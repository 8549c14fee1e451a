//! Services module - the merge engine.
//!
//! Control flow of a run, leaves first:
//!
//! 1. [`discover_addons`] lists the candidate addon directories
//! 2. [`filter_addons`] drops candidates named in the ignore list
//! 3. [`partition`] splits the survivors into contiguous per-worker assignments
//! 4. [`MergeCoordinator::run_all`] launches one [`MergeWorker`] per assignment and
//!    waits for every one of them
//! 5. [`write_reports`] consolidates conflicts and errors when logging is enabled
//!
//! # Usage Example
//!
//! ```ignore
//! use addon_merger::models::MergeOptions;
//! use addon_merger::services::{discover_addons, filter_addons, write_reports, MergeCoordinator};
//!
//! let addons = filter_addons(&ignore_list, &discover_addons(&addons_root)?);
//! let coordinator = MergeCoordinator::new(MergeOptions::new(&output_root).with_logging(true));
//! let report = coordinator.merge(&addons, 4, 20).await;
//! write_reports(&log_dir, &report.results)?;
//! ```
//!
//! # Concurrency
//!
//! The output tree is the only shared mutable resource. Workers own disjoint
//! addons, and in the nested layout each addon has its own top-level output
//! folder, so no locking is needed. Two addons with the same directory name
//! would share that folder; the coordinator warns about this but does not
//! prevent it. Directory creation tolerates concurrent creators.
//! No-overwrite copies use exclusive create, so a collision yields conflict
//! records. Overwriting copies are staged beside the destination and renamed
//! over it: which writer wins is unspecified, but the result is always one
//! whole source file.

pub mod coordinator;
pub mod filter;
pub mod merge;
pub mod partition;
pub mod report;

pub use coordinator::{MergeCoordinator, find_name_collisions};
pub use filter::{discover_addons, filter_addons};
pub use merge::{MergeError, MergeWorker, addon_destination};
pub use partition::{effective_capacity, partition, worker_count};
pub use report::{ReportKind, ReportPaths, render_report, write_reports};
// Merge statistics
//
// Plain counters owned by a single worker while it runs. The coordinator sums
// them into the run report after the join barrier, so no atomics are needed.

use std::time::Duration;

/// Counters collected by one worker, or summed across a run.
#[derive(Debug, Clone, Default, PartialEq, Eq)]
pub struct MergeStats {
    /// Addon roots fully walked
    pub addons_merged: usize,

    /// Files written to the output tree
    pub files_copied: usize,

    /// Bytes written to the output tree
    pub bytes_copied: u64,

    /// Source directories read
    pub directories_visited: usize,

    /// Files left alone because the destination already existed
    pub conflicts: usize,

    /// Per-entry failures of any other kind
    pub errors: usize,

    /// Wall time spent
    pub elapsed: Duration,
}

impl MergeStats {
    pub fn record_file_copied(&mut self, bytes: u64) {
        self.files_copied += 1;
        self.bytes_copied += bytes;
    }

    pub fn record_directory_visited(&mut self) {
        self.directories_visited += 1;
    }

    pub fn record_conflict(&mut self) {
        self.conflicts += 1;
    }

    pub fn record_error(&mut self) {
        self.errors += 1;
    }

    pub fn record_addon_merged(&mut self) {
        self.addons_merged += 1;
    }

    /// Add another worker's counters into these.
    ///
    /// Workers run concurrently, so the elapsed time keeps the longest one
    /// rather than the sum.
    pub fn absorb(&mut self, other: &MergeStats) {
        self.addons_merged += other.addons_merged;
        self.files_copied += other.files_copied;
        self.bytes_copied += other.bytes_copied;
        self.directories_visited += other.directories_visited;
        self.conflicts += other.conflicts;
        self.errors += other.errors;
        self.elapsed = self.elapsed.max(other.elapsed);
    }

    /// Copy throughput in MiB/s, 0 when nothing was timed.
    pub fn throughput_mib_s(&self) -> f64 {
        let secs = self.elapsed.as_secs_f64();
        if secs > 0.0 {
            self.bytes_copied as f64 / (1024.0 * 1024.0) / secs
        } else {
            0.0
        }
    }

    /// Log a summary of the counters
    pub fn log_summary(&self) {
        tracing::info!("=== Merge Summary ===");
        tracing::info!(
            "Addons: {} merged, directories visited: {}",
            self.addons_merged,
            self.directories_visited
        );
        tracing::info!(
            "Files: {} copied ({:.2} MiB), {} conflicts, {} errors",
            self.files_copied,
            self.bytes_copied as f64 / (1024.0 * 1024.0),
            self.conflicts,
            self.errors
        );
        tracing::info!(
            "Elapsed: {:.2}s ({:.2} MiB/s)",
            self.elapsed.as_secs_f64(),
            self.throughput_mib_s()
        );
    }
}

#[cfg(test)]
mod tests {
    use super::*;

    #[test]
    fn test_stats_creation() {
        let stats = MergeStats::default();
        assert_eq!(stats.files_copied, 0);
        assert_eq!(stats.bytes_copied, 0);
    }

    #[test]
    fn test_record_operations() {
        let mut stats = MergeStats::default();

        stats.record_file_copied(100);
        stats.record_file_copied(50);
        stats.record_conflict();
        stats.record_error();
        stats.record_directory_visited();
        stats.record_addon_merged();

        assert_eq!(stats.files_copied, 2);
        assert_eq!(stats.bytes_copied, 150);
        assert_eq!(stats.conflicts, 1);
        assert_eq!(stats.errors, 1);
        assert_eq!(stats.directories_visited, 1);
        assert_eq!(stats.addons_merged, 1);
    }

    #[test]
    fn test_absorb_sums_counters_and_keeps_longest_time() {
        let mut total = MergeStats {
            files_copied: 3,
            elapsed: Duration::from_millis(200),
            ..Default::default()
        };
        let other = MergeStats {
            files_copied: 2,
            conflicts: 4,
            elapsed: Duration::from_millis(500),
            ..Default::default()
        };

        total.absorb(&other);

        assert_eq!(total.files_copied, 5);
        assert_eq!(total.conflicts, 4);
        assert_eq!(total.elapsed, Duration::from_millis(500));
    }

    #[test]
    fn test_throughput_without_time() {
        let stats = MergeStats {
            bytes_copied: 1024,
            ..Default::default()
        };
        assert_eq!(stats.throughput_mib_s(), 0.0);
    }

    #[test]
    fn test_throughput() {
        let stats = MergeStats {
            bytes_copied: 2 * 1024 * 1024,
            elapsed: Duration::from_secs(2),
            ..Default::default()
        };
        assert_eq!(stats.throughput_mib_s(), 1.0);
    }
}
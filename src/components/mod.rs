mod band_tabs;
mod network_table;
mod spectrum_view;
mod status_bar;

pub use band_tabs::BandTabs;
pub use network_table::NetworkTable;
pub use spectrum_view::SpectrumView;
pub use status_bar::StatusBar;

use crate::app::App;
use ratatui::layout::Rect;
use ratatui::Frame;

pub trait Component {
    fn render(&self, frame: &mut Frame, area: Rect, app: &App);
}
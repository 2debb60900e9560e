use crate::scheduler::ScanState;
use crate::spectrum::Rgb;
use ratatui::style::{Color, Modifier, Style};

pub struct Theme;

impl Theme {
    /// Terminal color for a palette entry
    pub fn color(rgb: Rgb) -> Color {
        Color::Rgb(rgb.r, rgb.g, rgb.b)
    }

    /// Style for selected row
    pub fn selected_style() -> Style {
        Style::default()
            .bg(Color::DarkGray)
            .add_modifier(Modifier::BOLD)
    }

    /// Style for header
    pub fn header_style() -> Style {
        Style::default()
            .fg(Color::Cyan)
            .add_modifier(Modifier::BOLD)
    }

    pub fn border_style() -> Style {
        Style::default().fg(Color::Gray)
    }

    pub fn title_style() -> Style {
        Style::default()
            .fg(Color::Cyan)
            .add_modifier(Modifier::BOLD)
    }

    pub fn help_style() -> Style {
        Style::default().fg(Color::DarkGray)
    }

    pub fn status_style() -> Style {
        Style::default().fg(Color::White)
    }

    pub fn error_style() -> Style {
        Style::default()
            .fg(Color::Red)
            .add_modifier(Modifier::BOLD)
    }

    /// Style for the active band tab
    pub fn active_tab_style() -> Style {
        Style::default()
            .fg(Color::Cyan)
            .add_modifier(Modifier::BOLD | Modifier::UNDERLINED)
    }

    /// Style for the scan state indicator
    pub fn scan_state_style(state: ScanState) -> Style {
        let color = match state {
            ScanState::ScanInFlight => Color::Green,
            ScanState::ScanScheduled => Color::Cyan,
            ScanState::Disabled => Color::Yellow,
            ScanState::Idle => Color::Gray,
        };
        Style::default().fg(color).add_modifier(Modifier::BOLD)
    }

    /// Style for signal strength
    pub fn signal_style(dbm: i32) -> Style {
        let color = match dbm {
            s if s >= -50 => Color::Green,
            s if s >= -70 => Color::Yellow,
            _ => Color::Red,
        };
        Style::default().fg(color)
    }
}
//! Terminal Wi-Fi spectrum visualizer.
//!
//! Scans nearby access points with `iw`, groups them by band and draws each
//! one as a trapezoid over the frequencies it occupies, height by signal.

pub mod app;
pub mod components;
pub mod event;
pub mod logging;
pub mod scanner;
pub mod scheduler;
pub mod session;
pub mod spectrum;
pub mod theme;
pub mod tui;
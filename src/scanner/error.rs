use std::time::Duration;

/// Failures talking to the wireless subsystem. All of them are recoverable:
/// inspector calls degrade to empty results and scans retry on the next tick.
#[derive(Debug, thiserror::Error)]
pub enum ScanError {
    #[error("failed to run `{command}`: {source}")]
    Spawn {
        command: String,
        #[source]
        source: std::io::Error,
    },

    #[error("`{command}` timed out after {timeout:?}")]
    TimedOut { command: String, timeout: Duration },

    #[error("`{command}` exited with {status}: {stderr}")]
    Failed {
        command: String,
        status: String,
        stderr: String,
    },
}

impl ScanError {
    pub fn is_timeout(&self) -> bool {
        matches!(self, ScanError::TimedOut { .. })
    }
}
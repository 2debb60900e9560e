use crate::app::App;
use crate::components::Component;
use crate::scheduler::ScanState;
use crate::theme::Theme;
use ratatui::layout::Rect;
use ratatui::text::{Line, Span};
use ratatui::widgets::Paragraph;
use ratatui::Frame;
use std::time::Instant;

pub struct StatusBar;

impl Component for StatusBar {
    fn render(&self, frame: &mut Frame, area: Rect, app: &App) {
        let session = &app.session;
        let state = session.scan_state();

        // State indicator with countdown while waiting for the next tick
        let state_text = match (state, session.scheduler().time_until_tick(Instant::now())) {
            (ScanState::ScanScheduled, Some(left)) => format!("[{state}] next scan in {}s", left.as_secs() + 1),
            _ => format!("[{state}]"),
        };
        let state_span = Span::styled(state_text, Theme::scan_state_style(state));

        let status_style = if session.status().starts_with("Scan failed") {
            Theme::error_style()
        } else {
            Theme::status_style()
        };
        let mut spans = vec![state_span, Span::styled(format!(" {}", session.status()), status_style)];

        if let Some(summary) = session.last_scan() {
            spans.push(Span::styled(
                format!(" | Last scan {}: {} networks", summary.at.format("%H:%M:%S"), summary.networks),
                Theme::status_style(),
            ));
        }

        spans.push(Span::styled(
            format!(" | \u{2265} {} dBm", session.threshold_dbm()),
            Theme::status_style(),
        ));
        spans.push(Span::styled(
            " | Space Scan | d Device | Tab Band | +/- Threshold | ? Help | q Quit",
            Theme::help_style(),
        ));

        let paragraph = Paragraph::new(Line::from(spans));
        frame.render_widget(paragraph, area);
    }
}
• • • •
BRIEF. Please return every line of the records above that contains the word "folder".

RESPONSE TO THIS EXERCISE.
//! folder, so no locking is needed. Two addons with the same directory name
//! would share that folder; the coordinator warns about this but does not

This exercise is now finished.